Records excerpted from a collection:
* * *
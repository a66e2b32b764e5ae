use num_traits::Float;

use super::EmptySequenceError;

pub trait MedianExt<F>: Iterator<Item = F> {
    /// The middle value, or the average of the two middle values if the
    /// count is even.
    fn median(self) -> Result<F, EmptySequenceError>;
}
impl<T, F> MedianExt<F> for T
where
    T: Iterator<Item = F>,
    F: Float,
{
    fn median(self) -> Result<F, EmptySequenceError> {
        let mut examples = self.collect::<Vec<F>>();
        if examples.is_empty() {
            return Err(EmptySequenceError);
        }
        examples.sort_by(|a, b| a.partial_cmp(b).unwrap_or(core::cmp::Ordering::Equal));
        let mid = examples.len() / 2;
        if examples.len() % 2 == 1 {
            return Ok(examples[mid]);
        }
        let two = F::one() + F::one();
        Ok(examples[mid - 1] / two + examples[mid] / two)
    }
}

#[cfg(test)]
mod tests {
    use super::*;

    #[test]
    fn test_median() {
        let odd = [3.0, 1.0, 2.0];
        assert_eq!(odd.iter().copied().median().unwrap(), 2.0);

        let even = [4.0_f32, 1.0, 3.0, 2.0];
        assert_eq!(even.iter().copied().median().unwrap(), 2.5);

        let empty: [f64; 0] = [];
        assert!(empty.iter().copied().median().is_err());
    }
}
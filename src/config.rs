//! Declarative description of the preprocessing chain.

use std::collections::BTreeMap;

use serde::{Deserialize, Serialize};

use crate::{
    error::Result,
    preprocessor::PreprocessorEstimator,
    transformer::{
        column_dropper::{HighCardinalityDropper, NanColumnsDropper, DEFAULT_CARDINALITY_EXCLUDE},
        date_coercion::{DateCoercion, DEFAULT_DATE_FORMAT},
        imputer::{ColumnGroups, FillStrategy},
        one_hot_encoder::HandleUnknown,
        replacer::{Replacement, Replacer},
        standard_scaler::StandardScalingEstimator,
    },
};

#[derive(Debug, Clone, PartialEq, Serialize, Deserialize)]
pub struct PreprocessingConfig {
    pub target_column: String,
    pub train_columns_by_type: ColumnGroups,
    pub imputer: ImputerConfig,
    pub encoder: EncoderConfig,
    #[serde(default)]
    pub scaler: ScalerConfig,
    #[serde(default)]
    pub nan_dropper: Option<NanDropperConfig>,
    #[serde(default)]
    pub cardinality_dropper: Option<CardinalityDropperConfig>,
    /// Column name to the substitutions applied before anything else.
    #[serde(default)]
    pub replace: BTreeMap<String, Vec<Replacement>>,
    /// Text columns parsed into days since 1970-01-01 before the droppers.
    #[serde(default)]
    pub date_columns: Vec<String>,
    #[serde(default = "default_date_format")]
    pub date_format: String,
}
impl PreprocessingConfig {
    /// Every configured feature column followed by the target.
    pub fn input_columns(&self) -> Vec<String> {
        self.train_columns_by_type
            .iter()
            .chain(std::iter::once(&self.target_column))
            .cloned()
            .collect()
    }

    pub fn estimator(&self) -> Result<PreprocessorEstimator> {
        let mut estimator = PreprocessorEstimator::new(
            self.train_columns_by_type.clone(),
            self.imputer.categorical_mode,
            self.imputer.numerical_mode,
            self.encoder.handle_unknown,
        )?
        .with_scaler(StandardScalingEstimator::new(
            self.scaler.with_mean,
            self.scaler.with_std,
        ));
        if !self.replace.is_empty() {
            let replacer = Replacer::new(
                self.replace
                    .iter()
                    .map(|(column, replacements)| (column.as_str(), replacements.clone())),
            );
            estimator = estimator.with_replacer(replacer);
        }
        if !self.date_columns.is_empty() {
            let date_coercion =
                DateCoercion::new(self.date_columns.iter().cloned()).with_format(self.date_format.as_str());
            estimator = estimator.with_date_coercion(date_coercion);
        }
        if let Some(config) = &self.nan_dropper {
            estimator = estimator.with_nan_dropper(NanColumnsDropper::nan(config.threshold)?);
        }
        if let Some(config) = &self.cardinality_dropper {
            let dropper = HighCardinalityDropper::cardinality(config.threshold)?
                .with_exclude(config.exclude.iter().cloned());
            estimator = estimator.with_cardinality_dropper(dropper);
        }
        Ok(estimator)
    }
}

#[derive(Debug, Clone, Copy, PartialEq, Eq, Serialize, Deserialize)]
pub struct ImputerConfig {
    pub categorical_mode: FillStrategy,
    pub numerical_mode: FillStrategy,
}

#[derive(Debug, Clone, Copy, PartialEq, Eq, Serialize, Deserialize)]
pub struct EncoderConfig {
    pub handle_unknown: HandleUnknown,
}

#[derive(Debug, Clone, Copy, PartialEq, Eq, Serialize, Deserialize)]
#[serde(default)]
pub struct ScalerConfig {
    pub with_mean: bool,
    pub with_std: bool,
}
impl Default for ScalerConfig {
    fn default() -> Self {
        Self {
            with_mean: true,
            with_std: true,
        }
    }
}

#[derive(Debug, Clone, Copy, PartialEq, Serialize, Deserialize)]
pub struct NanDropperConfig {
    #[serde(default = "default_nan_threshold")]
    pub threshold: f64,
}
fn default_nan_threshold() -> f64 {
    0.4
}

#[derive(Debug, Clone, PartialEq, Serialize, Deserialize)]
pub struct CardinalityDropperConfig {
    #[serde(default = "default_cardinality_threshold")]
    pub threshold: f64,
    #[serde(default = "default_cardinality_exclude")]
    pub exclude: Vec<String>,
}
fn default_cardinality_threshold() -> f64 {
    0.9
}
fn default_cardinality_exclude() -> Vec<String> {
    DEFAULT_CARDINALITY_EXCLUDE.map(String::from).to_vec()
}
fn default_date_format() -> String {
    DEFAULT_DATE_FORMAT.to_string()
}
* * *
▶ _TASK STATEMENT_
Copy range, inclusive: the line holding "let even = [4.0_f32, 1.0, 3.0, 2.0];" to the line holding "filename src/config.rs". Reproduce exactly those lines of the records above and no others.

▶ _TASK OUTPUT_
        let even = [4.0_f32, 1.0, 3.0, 2.0];
        assert_eq!(even.iter().copied().median().unwrap(), 2.5);

        let empty: [f64; 0] = [];
        assert!(empty.iter().copied().median().is_err());
    }
}
filename src/config.rs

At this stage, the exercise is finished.